Exploring Food Purchasing Patterns: A Similarity Analysis

Larissakimberly
INST414: Data Science Techniques
4 min readMar 12, 2024
  • Introduction:

In today’s data-driven world, businesses seek insights into consumer behavior to optimize their strategies. One intriguing question is whether there’s a similarity between foods that are highly bought at the same hours. Answering this question can provide valuable insights for retailers in terms of product placement, marketing strategies, and inventory management.

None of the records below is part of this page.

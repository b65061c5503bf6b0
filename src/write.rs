// Copyright 2017 Brian Langenberger
//
// Licensed under the Apache License, Version 2.0 <LICENSE-APACHE or
// http://www.apache.org/licenses/LICENSE-2.0> or the MIT license
// <LICENSE-MIT or http://opensource.org/licenses/MIT>, at your
// option. This file may not be copied, modified, or distributed
// except according to those terms.

//! Traits and implementations for writing bits to a byte sink.
//!
//! ## Example
//! ```
//! use bit_io::{BitWrite, BitWriter};
//!
//! let mut writer = BitWriter::new(Vec::new());
//! writer.write_bool(true).unwrap();        // 1 bit
//! writer.write_int(true, 3, 5).unwrap();   // 3 bits
//! writer.write_int(false, 12, -2).unwrap(); // 12 bits
//! assert_eq!(writer.bit_index(), 0);
//! assert_eq!(writer.byte_count(), 2);
//!
//! writer.write_int(true, 5, 0b10101).unwrap();
//! assert_eq!(writer.align(4).unwrap(), 3 + 8);
//! assert_eq!(writer.into_inner(), vec![0xDF, 0xFE, 0xA8, 0x00]);
//! ```

use super::width;
use super::{BitEncoder, BitWritable, ByteSink, Detachable, Error, Result};

/// For writing values of arbitrary bit width to a stream,
/// most significant bit first.
///
/// Only [`write_unsigned8`](BitWrite::write_unsigned8) and the two
/// position accessors need implementing; every typed write is built
/// from 8-bit chunks handed to it.
pub trait BitWrite {
    /// Writes the low `size` bits of `value`, where `size` is
    /// between 1 and 8 inclusive.
    fn write_unsigned8(&mut self, size: u32, value: u8) -> Result<()>;

    /// Returns the number of whole bytes written so far.
    fn byte_count(&self) -> u64;

    /// Returns the number of bits already written
    /// into the current partial byte, in `0..8`.
    fn bit_index(&self) -> u32;

    /// Returns true if the stream is aligned at a whole byte.
    #[inline]
    fn is_byte_aligned(&self) -> bool {
        self.bit_index() == 0
    }

    /// Writes the low `size` bits of `value`, where `size` is
    /// between 1 and 16 inclusive.
    ///
    /// Any leftover high-order bits are written first,
    /// followed by whole 8-bit chunks.
    fn write_unsigned16(&mut self, size: u32, value: u16) -> Result<()> {
        width::require_valid_unsigned16(size)?;
        let quotient = size / 8;
        let remainder = size % 8;
        if remainder > 0 {
            self.write_unsigned8(remainder, (value >> (quotient * 8)) as u8)?;
        }
        for i in (0..quotient).rev() {
            self.write_unsigned8(8, (value >> (i * 8)) as u8)?;
        }
        Ok(())
    }

    /// Writes `value` using `size` bits.
    ///
    /// Unsigned values may use up to 32 bits, in which case
    /// the low `size` bits of `value` are written as-is.
    /// Signed values may use up to 31 bits and are written
    /// as a sign bit followed by the remaining low-order bits
    /// of their two's-complement form.
    ///
    /// # Errors
    ///
    /// `InvalidWidth` if `size` is out of range, in which case
    /// nothing is written.
    fn write_int(&mut self, unsigned: bool, size: u32, value: i32) -> Result<()> {
        width::require_valid_int_size(unsigned, size)?;
        if !unsigned {
            let magnitude = size - 1;
            self.write_int(true, 1, value >> magnitude)?;
            if magnitude > 0 {
                self.write_int(true, magnitude, value)?;
            }
            return Ok(());
        }
        let value = value as u32;
        let quotient = size / 16;
        let remainder = size % 16;
        if remainder > 0 {
            self.write_unsigned16(remainder, (value >> (quotient * 16)) as u16)?;
        }
        for i in (0..quotient).rev() {
            self.write_unsigned16(16, (value >> (i * 16)) as u16)?;
        }
        Ok(())
    }

    /// Writes `value` using `size` bits.
    ///
    /// Unsigned values may use up to 64 bits, signed values up to 63.
    /// Unsigned values are split into 31-bit chunks,
    /// most significant chunk first.
    fn write_long(&mut self, unsigned: bool, size: u32, value: i64) -> Result<()> {
        width::require_valid_long_size(unsigned, size)?;
        if !unsigned {
            let magnitude = size - 1;
            self.write_long(true, 1, value >> magnitude)?;
            if magnitude > 0 {
                self.write_long(true, magnitude, value)?;
            }
            return Ok(());
        }
        let value = value as u64;
        let quotient = size / 31;
        let remainder = size % 31;
        if remainder > 0 {
            self.write_int(true, remainder, (value >> (quotient * 31)) as i32)?;
        }
        for i in (0..quotient).rev() {
            self.write_int(true, 31, (value >> (i * 31)) as i32)?;
        }
        Ok(())
    }

    /// Writes a single bit.
    #[inline]
    fn write_bool(&mut self, value: bool) -> Result<()> {
        self.write_int(true, 1, i32::from(value))
    }

    /// Writes a byte value using `size` bits
    /// (up to 8 unsigned, 7 signed).
    fn write_byte(&mut self, unsigned: bool, size: u32, value: i8) -> Result<()> {
        width::require_valid_byte_size(unsigned, size)?;
        self.write_int(unsigned, size, i32::from(value))
    }

    /// Writes a short value using `size` bits
    /// (up to 16 unsigned, 15 signed).
    fn write_short(&mut self, unsigned: bool, size: u32, value: i16) -> Result<()> {
        width::require_valid_short_size(unsigned, size)?;
        self.write_int(unsigned, size, i32::from(value))
    }

    /// Writes a UTF-16 code unit using up to 16 bits.
    fn write_char(&mut self, size: u32, value: u16) -> Result<()> {
        width::require_valid_char_size(size)?;
        self.write_int(true, size, i32::from(value))
    }

    /// Writes the raw IEEE-754 bit pattern of `value` as 32 bits.
    #[inline]
    fn write_float(&mut self, value: f32) -> Result<()> {
        self.write_int(true, 32, value.to_bits() as i32)
    }

    /// Writes the raw IEEE-754 bit pattern of `value` as 64 bits.
    #[inline]
    fn write_double(&mut self, value: f64) -> Result<()> {
        self.write_long(true, 64, value.to_bits() as i64)
    }

    /// Writes the entirety of a byte buffer to the stream,
    /// 8 bits per byte.
    fn write_bytes(&mut self, buf: &[u8]) -> Result<()> {
        for b in buf {
            self.write_unsigned8(8, *b)?;
        }
        Ok(())
    }

    /// Writes a value which knows its own layout.
    ///
    /// # Errors
    ///
    /// `NullValue` if `value` is `None`.
    fn write_object<T>(&mut self, value: Option<&T>) -> Result<()>
    where
        Self: Sized,
        T: BitWritable + ?Sized,
    {
        value.ok_or(Error::NullValue)?.write_to(self)
    }

    /// Writes a presence bit, followed by the value itself if present.
    fn write_nullable_object<T>(&mut self, value: Option<&T>) -> Result<()>
    where
        Self: Sized,
        T: BitWritable + ?Sized,
    {
        self.write_bool(value.is_some())?;
        match value {
            Some(value) => value.write_to(self),
            None => Ok(()),
        }
    }

    /// Hands `value` to `encoder` along with this writer.
    ///
    /// # Errors
    ///
    /// `NullEncoder` if `encoder` is `None`.
    fn write_object_with<T, E>(&mut self, encoder: Option<&E>, value: &T) -> Result<()>
    where
        Self: Sized,
        T: ?Sized,
        E: BitEncoder<T> + ?Sized,
    {
        encoder.ok_or(Error::NullEncoder)?.encode(self, value)
    }

    /// Pads the stream with 0 bits until the number of bytes
    /// written since the stream began is a multiple of `bytes`,
    /// returning the number of bits padded.
    ///
    /// Any partial byte is completed first, so the stream
    /// is always byte-aligned afterward.
    ///
    /// # Errors
    ///
    /// `InvalidArgument` if `bytes` is 0.
    fn align(&mut self, bytes: u64) -> Result<u64> {
        if bytes == 0 {
            return Err(Error::InvalidArgument("alignment must be positive"));
        }
        let mut bits = 0;
        let index = self.bit_index();
        if index > 0 {
            self.write_unsigned8(8 - index, 0)?;
            bits += u64::from(8 - index);
        }
        let remainder = self.byte_count() % bytes;
        let octets = if remainder > 0 { bytes - remainder } else { 0 };
        for _ in 0..octets {
            self.write_unsigned8(8, 0)?;
            bits += 8;
        }
        log::trace!("aligned to {} byte(s) with {} padding bits", bytes, bits);
        Ok(bits)
    }
}

impl<W: BitWrite + ?Sized> BitWrite for &mut W {
    #[inline]
    fn write_unsigned8(&mut self, size: u32, value: u8) -> Result<()> {
        (**self).write_unsigned8(size, value)
    }

    #[inline]
    fn byte_count(&self) -> u64 {
        (**self).byte_count()
    }

    #[inline]
    fn bit_index(&self) -> u32 {
        (**self).bit_index()
    }
}

/// For writing bit values to an underlying byte sink,
/// most significant bit first.
pub struct BitWriter<S: ByteSink> {
    sink: S,
    pending: [bool; 8],
    index: u32,
    count: u64,
}

impl<S: ByteSink> BitWriter<S> {
    /// Wraps a bit writer around a byte sink.
    pub fn new(sink: S) -> BitWriter<S> {
        BitWriter {
            sink,
            pending: [false; 8],
            index: 0,
            count: 0,
        }
    }

    /// Returns a reference to the underlying sink.
    #[inline]
    pub fn get_ref(&self) -> &S {
        &self.sink
    }

    /// Returns a mutable reference to the underlying sink.
    #[inline]
    pub fn get_mut(&mut self) -> &mut S {
        &mut self.sink
    }

    /// Unwraps the underlying sink.
    ///
    /// Any bits in a partially written byte are lost,
    /// so call [`BitWrite::align`] first if they matter.
    #[inline]
    pub fn into_inner(self) -> S {
        self.sink
    }

    /// Swaps in a new sink and returns the old one.
    ///
    /// The partial byte and byte count carry over unchanged.
    pub fn rebind(&mut self, sink: S) -> S {
        log::trace!(
            "rebinding writer at byte {} bit {}",
            self.count,
            self.index
        );
        core::mem::replace(&mut self.sink, sink)
    }

    /// Flushes the underlying sink.
    /// Partial bytes are not padded.
    #[inline]
    pub fn flush(&mut self) -> Result<()> {
        Ok(self.sink.flush()?)
    }

    fn octet(&mut self, value: u8) -> Result<()> {
        self.sink.write_byte(value)?;
        self.count += 1;
        Ok(())
    }
}

impl<S: ByteSink> BitWriter<Detachable<S>> {
    /// Creates a writer with no sink bound yet.
    ///
    /// Bits may be written until the first whole byte is ready,
    /// after which writes fail with a `NotConnected` I/O error
    /// until [`bind`](BitWriter::bind) is called.
    ///
    /// ## Example
    /// ```
    /// use bit_io::{BitWrite, BitWriter, Detachable};
    ///
    /// let mut writer: BitWriter<Detachable<Vec<u8>>> = BitWriter::detached();
    /// writer.write_int(true, 4, 0xA).unwrap();
    /// assert!(writer.bind(Vec::new()).is_none());
    /// writer.write_int(true, 4, 0xB).unwrap();
    /// assert_eq!(writer.into_inner().into_inner(), Some(vec![0xAB]));
    /// ```
    pub fn detached() -> Self {
        BitWriter::new(Detachable::unbound())
    }

    /// Binds `sink`, returning whichever sink was bound before.
    pub fn bind(&mut self, sink: S) -> Option<S> {
        log::trace!("binding writer at byte {} bit {}", self.count, self.index);
        self.sink.bind(sink)
    }
}

impl<S: ByteSink> BitWrite for BitWriter<S> {
    fn write_unsigned8(&mut self, size: u32, value: u8) -> Result<()> {
        width::require_valid_unsigned8(size)?;

        if size == 8 && self.index == 0 {
            return self.octet(value);
        }

        let available = 8 - self.index;
        if size > available {
            let required = size - available;
            self.write_unsigned8(available, value >> required)?;
            return self.write_unsigned8(required, value);
        }

        let start = self.index as usize;
        let end = start + size as usize;
        let mut value = value;
        for flag in self.pending[start..end].iter_mut().rev() {
            *flag = value & 1 == 1;
            value >>= 1;
        }
        self.index += size;

        if self.index == 8 {
            let octet = self
                .pending
                .iter()
                .fold(0u8, |acc, &bit| (acc << 1) | u8::from(bit));
            self.octet(octet)?;
            self.index = 0;
        }
        Ok(())
    }

    #[inline]
    fn byte_count(&self) -> u64 {
        self.count
    }

    #[inline]
    fn bit_index(&self) -> u32 {
        self.index
    }
}
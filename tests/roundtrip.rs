// Copyright 2017 Brian Langenberger
//
// Licensed under the Apache License, Version 2.0 <LICENSE-APACHE or
// http://www.apache.org/licenses/LICENSE-2.0> or the MIT license
// <LICENSE-MIT or http://opensource.org/licenses/MIT>, at your
// option. This file may not be copied, modified, or distributed
// except according to those terms.

extern crate bit_io;

use bit_io::{BitRead, BitReader, BitWrite, BitWriter};
use rand::rngs::StdRng;
use rand::{Rng, SeedableRng};
use std::io::Cursor;

#[test]
fn test_roundtrip() {
    /*unsigned values*/
    for bits in 1..17 {
        let max = 1 << bits;
        let mut writer = BitWriter::new(Vec::with_capacity(max));
        for value in 0..max {
            writer.write_int(true, bits, value as i32).unwrap();
        }
        writer.align(1).unwrap();

        let output = writer.into_inner();
        let mut c = Cursor::new(&output);
        let mut reader = BitReader::new(&mut c);
        for value in 0..max {
            assert_eq!(reader.read_int(true, bits).unwrap(), value as i32);
        }
    }

    /*signed values*/
    for bits in 1..17 {
        let min = -1i32 << (bits - 1);
        let max = 1i32 << (bits - 1);
        let mut writer = BitWriter::new(Vec::with_capacity(max as usize));
        for value in min..max {
            writer.write_int(false, bits, value).unwrap();
        }
        writer.align(1).unwrap();

        let output = writer.into_inner();
        let mut c = Cursor::new(&output);
        let mut reader = BitReader::new(&mut c);
        for value in min..max {
            assert_eq!(reader.read_int(false, bits).unwrap(), value);
        }
    }
}

#[derive(Debug, Clone, Copy)]
enum Field {
    Int(bool, u32, i32),
    Long(bool, u32, i64),
}

fn random_field(rng: &mut StdRng) -> Field {
    if rng.gen() {
        let unsigned: bool = rng.gen();
        if unsigned {
            let bits: u32 = rng.gen_range(1..=32);
            let value = rng.gen::<u32>();
            let value = if bits == 32 { value } else { value & ((1u32 << bits) - 1) };
            Field::Int(true, bits, value as i32)
        } else {
            let bits: u32 = rng.gen_range(1..=31);
            let value = rng.gen_range((-1i32 << (bits - 1))..(1i32 << (bits - 1)));
            Field::Int(false, bits, value)
        }
    } else {
        let unsigned: bool = rng.gen();
        if unsigned {
            let bits: u32 = rng.gen_range(1..=64);
            let value = rng.gen::<u64>();
            let value = if bits == 64 { value } else { value & ((1u64 << bits) - 1) };
            Field::Long(true, bits, value as i64)
        } else {
            let bits: u32 = rng.gen_range(1..=63);
            let value = rng.gen_range((-1i64 << (bits - 1))..(1i64 << (bits - 1)));
            Field::Long(false, bits, value)
        }
    }
}

#[test]
fn test_random_roundtrip() {
    let mut rng = StdRng::seed_from_u64(0x5EED_B175);
    let fields: Vec<Field> = (0..10_000).map(|_| random_field(&mut rng)).collect();

    let mut writer = BitWriter::new(Vec::new());
    let mut total_bits = 0u64;
    for field in &fields {
        match *field {
            Field::Int(unsigned, bits, value) => {
                writer.write_int(unsigned, bits, value).unwrap();
                total_bits += u64::from(bits);
            }
            Field::Long(unsigned, bits, value) => {
                writer.write_long(unsigned, bits, value).unwrap();
                total_bits += u64::from(bits);
            }
        }
        assert_eq!(writer.byte_count() * 8 + u64::from(writer.bit_index()), total_bits);
    }
    writer.align(1).unwrap();

    let output = writer.into_inner();
    assert_eq!(output.len() as u64, total_bits.div_ceil(8));

    let mut reader = BitReader::new(output.as_slice());
    for field in &fields {
        match *field {
            Field::Int(unsigned, bits, value) => {
                assert_eq!(reader.read_int(unsigned, bits).unwrap(), value, "{:?}", field);
            }
            Field::Long(unsigned, bits, value) => {
                assert_eq!(reader.read_long(unsigned, bits).unwrap(), value, "{:?}", field);
            }
        }
    }
}

#[test]
fn test_category_boundaries() {
    let mut writer = BitWriter::new(Vec::new());
    writer.write_bool(true).unwrap();
    writer.write_byte(true, 8, i8::MIN).unwrap();
    writer.write_byte(false, 7, -64).unwrap();
    writer.write_byte(false, 1, -1).unwrap();
    writer.write_short(true, 16, -1).unwrap();
    writer.write_short(false, 15, 16383).unwrap();
    writer.write_char(16, 0xFFFE).unwrap();
    writer.write_char(1, 1).unwrap();
    writer.write_int(true, 32, i32::MIN).unwrap();
    writer.write_int(false, 31, -(1 << 30)).unwrap();
    writer.write_long(true, 64, i64::MIN).unwrap();
    writer.write_long(false, 63, (1 << 62) - 1).unwrap();
    writer.write_long(false, 1, 0).unwrap();
    writer.align(1).unwrap();

    let output = writer.into_inner();
    let mut reader = BitReader::new(output.as_slice());
    assert!(reader.read_bool().unwrap());
    assert_eq!(reader.read_byte(true, 8).unwrap(), i8::MIN);
    assert_eq!(reader.read_byte(false, 7).unwrap(), -64);
    assert_eq!(reader.read_byte(false, 1).unwrap(), -1);
    assert_eq!(reader.read_short(true, 16).unwrap(), -1);
    assert_eq!(reader.read_short(false, 15).unwrap(), 16383);
    assert_eq!(reader.read_char(16).unwrap(), 0xFFFE);
    assert_eq!(reader.read_char(1).unwrap(), 1);
    assert_eq!(reader.read_int(true, 32).unwrap(), i32::MIN);
    assert_eq!(reader.read_int(false, 31).unwrap(), -(1 << 30));
    assert_eq!(reader.read_long(true, 64).unwrap(), i64::MIN);
    assert_eq!(reader.read_long(false, 63).unwrap(), (1 << 62) - 1);
    assert_eq!(reader.read_long(false, 1).unwrap(), 0);
}

#[test]
#[allow(clippy::approx_constant)]
fn test_float_roundtrip() {
    let floats = [
        3.14f32,
        0.0,
        -0.0,
        f32::MIN_POSITIVE,
        f32::MAX,
        f32::INFINITY,
        f32::NEG_INFINITY,
        f32::from_bits(0x7FC0_1234),
        f32::from_bits(1),
    ];
    let doubles = [
        3.14f64,
        -0.0,
        f64::MIN,
        f64::EPSILON,
        f64::NEG_INFINITY,
        f64::from_bits(0xFFF8_0000_DEAD_BEEF),
    ];

    /*run each set at every starting bit offset*/
    for offset in 0..8 {
        let mut writer = BitWriter::new(Vec::new());
        if offset > 0 {
            writer.write_int(true, offset, 0).unwrap();
        }
        for value in 0..1024 {
            writer.write_float(value as f32).unwrap();
            writer.write_double(f64::from(value)).unwrap();
        }
        for value in floats.iter() {
            writer.write_float(*value).unwrap();
        }
        for value in doubles.iter() {
            writer.write_double(*value).unwrap();
        }
        writer.align(1).unwrap();

        let output = writer.into_inner();
        let mut reader = BitReader::new(output.as_slice());
        if offset > 0 {
            reader.read_int(true, offset).unwrap();
        }
        for value in 0..1024 {
            assert_eq!(reader.read_float().unwrap(), value as f32);
            assert_eq!(reader.read_double().unwrap(), f64::from(value));
        }
        for value in floats.iter() {
            assert_eq!(reader.read_float().unwrap().to_bits(), value.to_bits());
        }
        for value in doubles.iter() {
            assert_eq!(reader.read_double().unwrap().to_bits(), value.to_bits());
        }
    }
}

#[test]
fn test_align_roundtrip() {
    let mut rng = StdRng::seed_from_u64(42);
    let mut writer = BitWriter::new(Vec::new());
    let mut plan = Vec::new();
    for _ in 0..500 {
        let bits: u32 = rng.gen_range(1..=32);
        let value = rng.gen::<u32>() >> (32 - bits);
        let boundary: u64 = rng.gen_range(1..=16);
        writer.write_int(true, bits, value as i32).unwrap();
        let padded = writer.align(boundary).unwrap();
        assert_eq!(writer.byte_count() % boundary, 0);
        plan.push((bits, value, boundary, padded));
    }

    let output = writer.into_inner();
    let mut reader = BitReader::new(output.as_slice());
    for (bits, value, boundary, padded) in plan {
        assert_eq!(reader.read_int(true, bits).unwrap() as u32, value);
        assert_eq!(reader.align(boundary).unwrap(), padded);
    }
    assert!(reader.read_bool().is_err());
}
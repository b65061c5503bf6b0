// Copyright 2017 Brian Langenberger
//
// Licensed under the Apache License, Version 2.0 <LICENSE-APACHE or
// http://www.apache.org/licenses/LICENSE-2.0> or the MIT license
// <LICENSE-MIT or http://opensource.org/licenses/MIT>, at your
// option. This file may not be copied, modified, or distributed
// except according to those terms.

//! Traits for composing primitive bit reads and writes into
//! whole values.
//!
//! A type can describe its own layout by implementing
//! [`BitWritable`] and [`BitReadable`], or a separate strategy
//! object can do it through [`BitEncoder`] and [`BitDecoder`].
//!
//! Strategies receive the stream as `&mut dyn BitWrite` or
//! `&mut dyn BitRead`.  Since `&mut W` is itself a writer (and
//! `&mut R` a reader), the generic object operations stay available
//! through a reborrow such as `(&mut writer).write_object(..)`.
//!
//! ## Example
//! ```
//! use bit_io::{BitEncoder, BitDecoder, BitRead, BitReader, BitWrite, BitWriter, Result};
//!
//! struct Rgb565;
//!
//! impl BitEncoder<(u8, u8, u8)> for Rgb565 {
//!     fn encode(&self, w: &mut dyn BitWrite, &(r, g, b): &(u8, u8, u8)) -> Result<()> {
//!         w.write_int(true, 5, i32::from(r >> 3))?;
//!         w.write_int(true, 6, i32::from(g >> 2))?;
//!         w.write_int(true, 5, i32::from(b >> 3))
//!     }
//! }
//!
//! impl BitDecoder<(u8, u8, u8)> for Rgb565 {
//!     fn decode(&self, r: &mut dyn BitRead) -> Result<(u8, u8, u8)> {
//!         Ok(((r.read_int(true, 5)? << 3) as u8,
//!             (r.read_int(true, 6)? << 2) as u8,
//!             (r.read_int(true, 5)? << 3) as u8))
//!     }
//! }
//!
//! let mut writer = BitWriter::new(Vec::new());
//! writer.write_object_with(Some(&Rgb565), &(0xF8u8, 0xFCu8, 0xF8u8)).unwrap();
//! assert_eq!(writer.get_ref(), &[0xFF, 0xFF]);
//!
//! let data = writer.into_inner();
//! let mut reader = BitReader::new(data.as_slice());
//! let rgb: (u8, u8, u8) = reader.read_object_with(Some(&Rgb565)).unwrap();
//! assert_eq!(rgb, (0xF8, 0xFC, 0xF8));
//! ```

use super::{BitRead, BitWrite, Result};

/// A strategy for writing values of type `T` as bits.
pub trait BitEncoder<T: ?Sized> {
    /// Writes `value` to `writer` in whatever layout
    /// the encoder chooses.
    fn encode(&self, writer: &mut dyn BitWrite, value: &T) -> Result<()>;
}

/// A strategy for reading values of type `T` from bits.
pub trait BitDecoder<T> {
    /// Reads one value from `reader`.
    fn decode(&self, reader: &mut dyn BitRead) -> Result<T>;
}

impl<T, F> BitEncoder<T> for F
where
    T: ?Sized,
    F: Fn(&mut dyn BitWrite, &T) -> Result<()>,
{
    #[inline]
    fn encode(&self, writer: &mut dyn BitWrite, value: &T) -> Result<()> {
        self(writer, value)
    }
}

impl<T, F> BitDecoder<T> for F
where
    F: Fn(&mut dyn BitRead) -> Result<T>,
{
    #[inline]
    fn decode(&self, reader: &mut dyn BitRead) -> Result<T> {
        self(reader)
    }
}

/// Implemented by values which know how to write themselves.
pub trait BitWritable {
    /// Writes this value to the given writer.
    fn write_to<W: BitWrite + ?Sized>(&self, writer: &mut W) -> Result<()>;
}

/// Implemented by values which know how to read themselves.
pub trait BitReadable: Sized {
    /// Reads a new value from the given reader.
    fn read_from<R: BitRead + ?Sized>(reader: &mut R) -> Result<Self>;
}
//! Shutdown coordination scenarios

use integration_tests::StubDirectory;
use room_client::RoomManager;
use room_core::{DisplayName, ShutdownSignal};

#[tokio::test]
async fn test_double_shutdown_marks_offline_once() {
    let directory = StubDirectory::empty();
    let manager = RoomManager::login(DisplayName::new("alice").unwrap(), directory.clone())
        .await
        .unwrap();

    // Interrupt handler and logout path racing into the same teardown
    manager.shutdown().await;
    manager.shutdown().await;

    assert_eq!(directory.mark_offline_calls(), 1);
    assert!(manager.shutdown_signal().is_triggered());
}

#[tokio::test]
async fn test_signal_can_be_triggered_repeatedly() {
    let signal = ShutdownSignal::new();
    signal.trigger();
    signal.trigger();
    signal.trigger();
    assert!(signal.is_triggered());

    // Late observers see it immediately
    signal.triggered().await;
}

#[tokio::test]
async fn test_logout_command_reaches_the_shutdown_signal() {
    use integration_tests::CapturingPublisher;
    use room_client::relay;
    use tokio::sync::mpsc;

    let directory = StubDirectory::empty();
    let manager = RoomManager::login(DisplayName::new("alice").unwrap(), directory.clone())
        .await
        .unwrap();
    let shutdown = manager.shutdown_signal();

    let (line_tx, line_rx) = mpsc::unbounded_channel();
    line_tx.send(relay::LOGOUT_COMMAND.to_string()).unwrap();

    let identity = manager.identity().clone();
    relay::outbound::run(line_rx, identity, CapturingPublisher::new(), shutdown.clone()).await;

    assert!(shutdown.is_triggered());

    // The manager still owes the directory its mark_offline
    manager.shutdown().await;
    assert_eq!(directory.mark_offline_calls(), 1);
}

#[tokio::test]
async fn test_registration_failure_prevents_login() {
    use async_trait::async_trait;
    use room_core::{DirectoryError, DirectoryResult, PresenceDirectory};
    use std::collections::HashSet;
    use std::sync::Arc;

    struct DownDirectory;

    #[async_trait]
    impl PresenceDirectory for DownDirectory {
        async fn register(&self, _name: &DisplayName) -> DirectoryResult<i64> {
            Err(DirectoryError::Unavailable("connection refused".to_string()))
        }

        async fn list_online(&self, _excluding: i64) -> DirectoryResult<HashSet<String>> {
            Ok(HashSet::new())
        }

        async fn mark_offline(&self, _id: i64) -> DirectoryResult<()> {
            Ok(())
        }
    }

    let result = RoomManager::login(DisplayName::new("alice").unwrap(), Arc::new(DownDirectory)).await;
    assert!(result.is_err());
}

  • Stakeholder and Decision:

The stakeholders interested in this question include grocery store owners, retail analysts, and marketing teams. By understanding the similarity between foods purchased at the same hours, retailers can tailor their offerings, promotions, and store layouts to better meet customer preferences and optimize sales.

  • Softwares used:

The analysis was facilitated by several software tools. pandas was crucial for data manipulation and organization, allowing the creation of a pivot table structured by department and hour of the day. scikit-learn enabled the computation of cosine similarity between departments based on order hour frequency. This involved using the cosine_similarity function from the sklearn.metrics.pairwise module. Additionally, the MinMaxScaler class from sklearn.preprocessing normalized the data using Min-Max scaling for consistency in feature ranges. For visualization, seaborn and matplotlib.pyplot were used to generate a heatmap of the similarity matrix, providing an intuitive representation of departmental relationships based on order hour frequencies. These software tools seamlessly integrated to explore the dataset, yielding valuable insights into departmental similarities.

  • Data Description:

The dataset “InstacartOrdersByDepartment.csv” contains information about the number of orders for different departments at various hours of the day. Each entry includes the department name, the hour of the day, the number of orders placed for that department during that hour, and the total orders for the department.

  • Data Collection:

The dataset was obtained from an Instacart database, which collects data on customer orders from various departments. It provides a comprehensive overview of purchasing patterns across different times of the day.

  • Data Cleaning:

Common data cleaning steps included handling missing values and ensuring consistency in department names. Some departments may have had variations in naming conventions, requiring standardization for accurate analysis.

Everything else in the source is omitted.